• **WHAT NEEDS TO BE DONE**
Only a number is expected: how many lines in these records mention the word "outcome"?

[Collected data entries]
//! Configuration management subsystem.
//!
//! # Data Flow
//! ```text
//! config file (TOML)
//!     → loader.rs (parse & deserialize)
//!     → validation.rs (semantic checks)
//!     → ServiceConfig (validated, immutable)
//!     → held in an ArcSwap by the HTTP server
//!
//! On file change:
//!     watcher.rs detects change
//!     → loader.rs loads new config
//!     → validation.rs validates
//!     → pushed over mpsc, atomically swapped in
//!     → calls starting afterwards use the new deadline
//! ```
//!
//! # Design Decisions
//! - Config is immutable once loaded; changes require full reload
//! - All fields have defaults to allow minimal configs
//! - Validation separates syntactic (serde) from semantic checks

pub mod loader;
pub mod schema;
pub mod validation;
pub mod watcher;

pub use loader::{load_config, parse_config, ConfigError};
pub use schema::{
    LimitsConfig, ListenerConfig, ObservabilityConfig, ServiceConfig, SupervisionConfig,
};
pub use validation::ValidationError;
pub use watcher::ConfigWatcher;
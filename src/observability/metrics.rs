//! Metrics collection and exposition.
//!
//! # Metrics
//! - `supervisor_outcomes_total` (counter): supervised calls by outcome
//! - `supervisor_duration_seconds` (histogram): launch-to-resolution latency by outcome
//! - `supervisor_suppressed_writes_total` (counter): late writes discarded after finalization
//!
//! Recording is a no-op until [`init_metrics`] installs the exporter.

use std::net::SocketAddr;
use std::time::Duration;

use metrics::{counter, histogram};
use metrics_exporter_prometheus::PrometheusBuilder;

/// Install the Prometheus exporter listening on `addr`.
pub fn init_metrics(addr: SocketAddr) {
    match PrometheusBuilder::new().with_http_listener(addr).install() {
        Ok(()) => tracing::info!(address = %addr, "Metrics exporter listening"),
        Err(e) => tracing::error!(error = %e, "Failed to install metrics exporter"),
    }
}

/// Record the resolution of one supervised call.
pub fn record_outcome(outcome: &'static str, elapsed: Duration) {
    counter!("supervisor_outcomes_total", "outcome" => outcome).increment(1);
    histogram!("supervisor_duration_seconds", "outcome" => outcome).record(elapsed.as_secs_f64());
}

/// Record a handler write discarded because the response was already finalized.
pub fn record_suppressed_write() {
    counter!("supervisor_suppressed_writes_total").increment(1);
}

• **RESULT FOR THIS TASK**
5